Individuazione Fotografica: Prova Valida o Semplice Indizio? La Cassazione Chiarisce
L’individuazione fotografica rappresenta uno degli strumenti investigativi più comuni e, al contempo, dibattuti nel processo penale. Può un riconoscimento basato su una fotografia essere sufficiente a fondare una condanna? Con una recente ordinanza, la Corte di Cassazione torna sul tema, confermando la sua natura di prova e delineandone i limiti di valutazione. Analizziamo insieme la decisione per comprendere la sua portata.
Il Caso in Analisi: Un Ricorso contro il Riconoscimento Fotografico
Il caso trae origine dal ricorso presentato da una donna, condannata dalla Corte d’Appello di Venezia.
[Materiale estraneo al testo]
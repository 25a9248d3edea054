use axum::{
    routing::{get, post},
    Router,
};
use std::sync::Arc;
use tower_http::{cors::CorsLayer, trace::TraceLayer};

use crate::engine::SearchEngine;
use crate::metrics::ServiceMetrics;

use super::handlers::*;

/// Application state shared across all handlers
pub struct AppState {
    pub engine: Arc<SearchEngine>,
    pub metrics: Arc<ServiceMetrics>,
}

/// Create the HTTP router with all endpoints
pub fn create_router(state: AppState) -> Router {
    let state = Arc::new(state);

    Router::new()
        .route("/ping", get(ping))
        .route("/index", post(index_document))
        .route("/search", get(search))
        .route("/doc/{doc_id}", get(get_document))
        // Health and metrics
        .route("/health", get(health_check))
        .route("/metrics", get(metrics))
        .with_state(state)
        .layer(TraceLayer::new_for_http())
        .layer(CorsLayer::permissive())
}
La sua difesa si basava su un unico motivo: la presunta inaffidabilità della valutazione operata dai giudici di merito in merito alla sua responsabilità penale. Il fulcro della contestazione era l’individuazione fotografica effettuata nei suoi confronti dalla persona offesa e da un altro testimone. Secondo la ricorrente, le argomentazioni della Corte territoriale erano illogiche e incongruenti, e quindi la prova del riconoscimento non avrebbe dovuto essere considerata valida.
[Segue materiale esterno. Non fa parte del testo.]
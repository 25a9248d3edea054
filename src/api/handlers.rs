use axum::{
    body::Bytes,
    extract::{Path, Query, State},
    http::{header, HeaderValue, StatusCode},
    response::{IntoResponse, Response},
    Json,
};
use std::sync::Arc;
use std::time::Instant;
use tokio_util::sync::CancellationToken;
use tracing::{error, warn};

use crate::api::types::*;
use crate::engine::SearchEngine;
use crate::error::{ErrorKind, IndexError};
use crate::metrics::Operation;

use super::router::AppState;

/// `Retry-After` value sent with errors a client may retry
const RETRY_AFTER_SECS: &str = "1";

/// Error wrapper for API handlers
pub enum ApiError {
    Index(IndexError),
    /// The blocking task running the engine call panicked or was aborted
    Internal(String),
}

impl From<IndexError> for ApiError {
    fn from(e: IndexError) -> Self {
        ApiError::Index(e)
    }
}

pub fn status_for(kind: ErrorKind) -> StatusCode {
    match kind {
        ErrorKind::NotFound => StatusCode::NOT_FOUND,
        ErrorKind::InvalidPayload | ErrorKind::QueryError => StatusCode::BAD_REQUEST,
        ErrorKind::StorageUnavailable | ErrorKind::StorageBusy | ErrorKind::Cancelled => {
            StatusCode::SERVICE_UNAVAILABLE
        }
    }
}

impl IntoResponse for ApiError {
    fn into_response(self) -> Response {
        let (status, error_type, message, retriable) = match self {
            ApiError::Index(e) => {
                let kind = e.kind();
                (status_for(kind), kind.as_str(), e.to_string(), e.is_retriable())
            }
            ApiError::Internal(msg) => {
                (StatusCode::INTERNAL_SERVER_ERROR, "internal_error", msg, false)
            }
        };

        let mut response = (status, Json(ErrorResponse::new(error_type, message))).into_response();
        if retriable {
            response
                .headers_mut()
                .insert(header::RETRY_AFTER, HeaderValue::from_static(RETRY_AFTER_SECS));
        }
        response
    }
}

/// Run an engine call on the blocking pool.
///
/// The call's token is cancelled if the request future is dropped first.
async fn run_blocking<T, F>(state: &AppState, op: Operation, f: F) -> Result<T, ApiError>
where
    T: Send + 'static,
    F: FnOnce(&SearchEngine, &CancellationToken) -> crate::Result<T> + Send + 'static,
{
    let engine = state.engine.clone();
    let cancel = CancellationToken::new();
    let guard = cancel.clone().drop_guard();
    let start = Instant::now();

    let joined = tokio::task::spawn_blocking(move || f(&*engine, &cancel)).await;
    guard.disarm();

    let result = match joined {
        Ok(result) => result.map_err(ApiError::Index),
        Err(e) => {
            error!(op = op.as_str(), "engine task failed: {}", e);
            Err(ApiError::Internal(format!("{} task failed", op.as_str())))
        }
    };

    let outcome = match &result {
        Ok(_) => None,
        Err(ApiError::Index(e)) => {
            if matches!(e.kind(), ErrorKind::StorageUnavailable | ErrorKind::StorageBusy) {
                warn!(op = op.as_str(), "{}", e);
            }
            Some(e.kind())
        }
        Err(ApiError::Internal(_)) => Some(ErrorKind::StorageUnavailable),
    };
    state
        .metrics
        .record(op, outcome, start.elapsed().as_secs_f64());
    result
}

/// Liveness check
pub async fn ping() -> impl IntoResponse {
    Json(PingResponse {
        message: "pong".to_string(),
    })
}

/// Index the raw JSON body, optionally under `?id=`
pub async fn index_document(
    State(state): State<Arc<AppState>>,
    Query(params): Query<IndexParams>,
    body: Bytes,
) -> Result<impl IntoResponse, ApiError> {
    let (id, stats) = run_blocking(&state, Operation::Index, move |engine, cancel| {
        let id = engine.index_document(&body, params.id, cancel)?;
        Ok((id, engine.stats()?))
    })
    .await?;
    state
        .metrics
        .set_index_stats(stats.documents, stats.archive_bytes);

    Ok((StatusCode::CREATED, Json(IndexResponse { id })))
}

/// Free-text match search
pub async fn search(
    State(state): State<Arc<AppState>>,
    Query(params): Query<SearchParams>,
) -> Result<impl IntoResponse, ApiError> {
    let request = params.into_request();
    let results = run_blocking(&state, Operation::Search, move |engine, cancel| {
        engine.run_query(&request, cancel)
    })
    .await?;

    Ok(Json(SearchResponse { results }))
}

/// Reconstructed fields of one document
pub async fn get_document(
    State(state): State<Arc<AppState>>,
    Path(doc_id): Path<String>,
) -> Result<impl IntoResponse, ApiError> {
    let view = run_blocking(&state, Operation::Fetch, move |engine, cancel| {
        engine.fetch_document(&doc_id, cancel)
    })
    .await?;

    Ok(Json(view))
}

/// Health check endpoint
pub async fn health_check(State(state): State<Arc<AppState>>) -> Result<impl IntoResponse, ApiError> {
    let engine = state.engine.clone();
    let stats = tokio::task::spawn_blocking(move || engine.stats())
        .await
        .map_err(|e| ApiError::Internal(e.to_string()))??;

    Ok(Json(HealthResponse {
        status: "healthy".to_string(),
        version: crate::VERSION.to_string(),
        documents: stats.documents,
    }))
}

/// Prometheus metrics endpoint
pub async fn metrics(State(state): State<Arc<AppState>>) -> Response {
    match state.metrics.render() {
        Ok(body) => (
            StatusCode::OK,
            [(header::CONTENT_TYPE, "text/plain; version=0.0.4")],
            body,
        )
            .into_response(),
        Err(e) => ApiError::Internal(e.to_string()).into_response(),
    }
}

#[cfg(test)]
mod tests {
    use super::*;

    #[test]
    fn test_status_mapping() {
        assert_eq!(status_for(ErrorKind::NotFound), StatusCode::NOT_FOUND);
        assert_eq!(status_for(ErrorKind::InvalidPayload), StatusCode::BAD_REQUEST);
        assert_eq!(status_for(ErrorKind::QueryError), StatusCode::BAD_REQUEST);
        assert_eq!(status_for(ErrorKind::StorageBusy), StatusCode::SERVICE_UNAVAILABLE);
        assert_eq!(status_for(ErrorKind::Cancelled), StatusCode::SERVICE_UNAVAILABLE);
    }

    #[test]
    fn test_busy_errors_carry_retry_after() {
        let busy = ApiError::Index(IndexError::StorageBusy("locked".to_string())).into_response();
        assert_eq!(busy.status(), StatusCode::SERVICE_UNAVAILABLE);
        assert_eq!(busy.headers().get(header::RETRY_AFTER).unwrap(), "1");

        let unavailable =
            ApiError::Index(IndexError::StorageUnavailable("corrupt".to_string())).into_response();
        assert_eq!(unavailable.status(), StatusCode::SERVICE_UNAVAILABLE);
        assert!(unavailable.headers().get(header::RETRY_AFTER).is_none());

        let missing = ApiError::Index(IndexError::NotFound("d1".to_string())).into_response();
        assert_eq!(missing.status(), StatusCode::NOT_FOUND);
        assert!(missing.headers().get(header::RETRY_AFTER).is_none());
    }
}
La Decisione della Corte di Cassazione
La Suprema Corte ha dichiarato il ricorso inammissibile. Questa decisione non entra nel merito della colpevolezza o innocenza della ricorrente, ma si concentra sulla correttezza giuridica del ricorso stesso. La Corte ha stabilito che le censure sollevate non riguardavano vizi di legittimità (cioè violazioni di legge), ma miravano a ottenere una nuova valutazione dei fatti, un’operazione che non è consentita in sede di Cassazione.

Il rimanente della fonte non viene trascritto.